__Directions for this task__. Make an exact copy of all the data.

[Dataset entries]
===============
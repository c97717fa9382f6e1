//! Encore API - session and authentication server
//!
//! Provides HTTP endpoints for password and Google sign-in, refresh token
//! rotation, logout, and session revocation.
//!
//! Author: hephaex@gmail.com

pub mod audit;
pub mod auth;
pub mod error;
pub mod handlers;
pub mod routes;
pub mod state;

use axum::{http::HeaderValue, routing::get, Json, Router};
use state::AppState;
use std::sync::Arc;
use std::time::Duration;
use tower_http::cors::{AllowOrigin, Any, CorsLayer};
use tower_http::timeout::TimeoutLayer;
use tower_http::trace::TraceLayer;
use utoipa::openapi::security::{HttpAuthScheme, HttpBuilder, SecurityScheme};
use utoipa::{Modify, OpenApi};

/// OpenAPI document
#[derive(OpenApi)]
#[openapi(
    info(title = "Encore API", description = "Session and authentication service"),
    paths(
        handlers::health::health_check,
        handlers::health::readiness_check,
        handlers::auth::register_handler,
        handlers::auth::login_handler,
        handlers::auth::google_login_handler,
        handlers::auth::refresh_handler,
        handlers::auth::logout_handler,
        handlers::auth::me_handler,
        handlers::auth::revoke_all_handler,
        handlers::auth::admin_revoke_all_handler,
    ),
    components(schemas(
        auth::RegisterRequest,
        auth::LoginRequest,
        auth::GoogleLoginRequest,
        auth::RefreshRequest,
        auth::LogoutRequest,
        auth::AuthResponse,
        auth::UserInfo,
        handlers::auth::MessageResponse,
        handlers::auth::RevokeAllResponse,
        handlers::health::HealthResponse,
        handlers::health::ReadinessResponse,
        handlers::health::ReadinessChecks,
        error::ApiError,
    )),
    modifiers(&SecurityAddon),
    tags(
        (name = "auth", description = "Sign-in and session lifecycle"),
        (name = "admin", description = "Administrative session control"),
        (name = "health", description = "Liveness and readiness probes"),
    )
)]
pub struct ApiDoc;

struct SecurityAddon;

impl Modify for SecurityAddon {
    fn modify(&self, openapi: &mut utoipa::openapi::OpenApi) {
        if let Some(components) = openapi.components.as_mut() {
            components.add_security_scheme(
                "bearer_auth",
                SecurityScheme::Http(
                    HttpBuilder::new()
                        .scheme(HttpAuthScheme::Bearer)
                        .bearer_format("JWT")
                        .build(),
                ),
            );
        }
    }
}

async fn openapi_json() -> Json<utoipa::openapi::OpenApi> {
    Json(ApiDoc::openapi())
}

/// Build the application router
pub fn create_router(state: Arc<AppState>) -> Router {
    let cors = cors_layer(&state.config.server.cors_origins);
    let timeout = Duration::from_secs(state.config.server.request_timeout_secs);

    Router::new()
        .route("/health", get(handlers::health::health_check))
        .route("/health/ready", get(handlers::health::readiness_check))
        .route("/api-docs/openapi.json", get(openapi_json))
        .nest("/api/v1", routes::api_routes(state.clone()))
        .layer(TimeoutLayer::new(timeout))
        .layer(TraceLayer::new_for_http())
        .layer(cors)
        .with_state(state)
}

fn cors_layer(origins: &[String]) -> CorsLayer {
    let layer = CorsLayer::new().allow_methods(Any).allow_headers(Any);

    if origins.is_empty() || origins.iter().any(|o| o == "*") {
        return layer.allow_origin(Any);
    }

    let allowed: Vec<HeaderValue> = origins
        .iter()
        .filter_map(|origin| match origin.parse() {
            Ok(value) => Some(value),
            Err(_) => {
                tracing::warn!(origin = %origin, "Ignoring invalid CORS origin");
                None
            }
        })
        .collect();

    layer.allow_origin(AllowOrigin::list(allowed))
}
===============
__Answer to this exercise__.
repository c97717fa9382f6e1
//! Encore API - session and authentication server
//!
//! Provides HTTP endpoints for password and Google sign-in, refresh token
//! rotation, logout, and session revocation.
//!
//! Author: hephaex@gmail.com

pub mod audit;
pub mod auth;
pub mod error;
pub mod handlers;
pub mod routes;
pub mod state;

use axum::{http::HeaderValue, routing::get, Json, Router};
use state::AppState;
use std::sync::Arc;
use std::time::Duration;
use tower_http::cors::{AllowOrigin, Any, CorsLayer};
use tower_http::timeout::TimeoutLayer;
use tower_http::trace::TraceLayer;
use utoipa::openapi::security::{HttpAuthScheme, HttpBuilder, SecurityScheme};
use utoipa::{Modify, OpenApi};

/// OpenAPI document
#[derive(OpenApi)]
#[openapi(
    info(title = "Encore API", description = "Session and authentication service"),
    paths(
        handlers::health::health_check,
        handlers::health::readiness_check,
        handlers::auth::register_handler,
        handlers::auth::login_handler,
        handlers::auth::google_login_handler,
        handlers::auth::refresh_handler,
        handlers::auth::logout_handler,
        handlers::auth::me_handler,
        handlers::auth::revoke_all_handler,
        handlers::auth::admin_revoke_all_handler,
    ),
    components(schemas(
        auth::RegisterRequest,
        auth::LoginRequest,
        auth::GoogleLoginRequest,
        auth::RefreshRequest,
        auth::LogoutRequest,
        auth::AuthResponse,
        auth::UserInfo,
        handlers::auth::MessageResponse,
        handlers::auth::RevokeAllResponse,
        handlers::health::HealthResponse,
        handlers::health::ReadinessResponse,
        handlers::health::ReadinessChecks,
        error::ApiError,
    )),
    modifiers(&SecurityAddon),
    tags(
        (name = "auth", description = "Sign-in and session lifecycle"),
        (name = "admin", description = "Administrative session control"),
        (name = "health", description = "Liveness and readiness probes"),
    )
)]
pub struct ApiDoc;

struct SecurityAddon;

impl Modify for SecurityAddon {
    fn modify(&self, openapi: &mut utoipa::openapi::OpenApi) {
        if let Some(components) = openapi.components.as_mut() {
            components.add_security_scheme(
                "bearer_auth",
                SecurityScheme::Http(
                    HttpBuilder::new()
                        .scheme(HttpAuthScheme::Bearer)
                        .bearer_format("JWT")
                        .build(),
                ),
            );
        }
    }
}

async fn openapi_json() -> Json<utoipa::openapi::OpenApi> {
    Json(ApiDoc::openapi())
}

/// Build the application router
pub fn create_router(state: Arc<AppState>) -> Router {
    let cors = cors_layer(&state.config.server.cors_origins);
    let timeout = Duration::from_secs(state.config.server.request_timeout_secs);

    Router::new()
        .route("/health", get(handlers::health::health_check))
        .route("/health/ready", get(handlers::health::readiness_check))
        .route("/api-docs/openapi.json", get(openapi_json))
        .nest("/api/v1", routes::api_routes(state.clone()))
        .layer(TimeoutLayer::new(timeout))
        .layer(TraceLayer::new_for_http())
        .layer(cors)
        .with_state(state)
}

fn cors_layer(origins: &[String]) -> CorsLayer {
    let layer = CorsLayer::new().allow_methods(Any).allow_headers(Any);

    if origins.is_empty() || origins.iter().any(|o| o == "*") {
        return layer.allow_origin(Any);
    }

    let allowed: Vec<HeaderValue> = origins
        .iter()
        .filter_map(|origin| match origin.parse() {
            Ok(value) => Some(value),
            Err(_) => {
                tracing::warn!(origin = %origin, "Ignoring invalid CORS origin");
                None
            }
        })
        .collect();

    layer.allow_origin(AllowOrigin::list(allowed))
}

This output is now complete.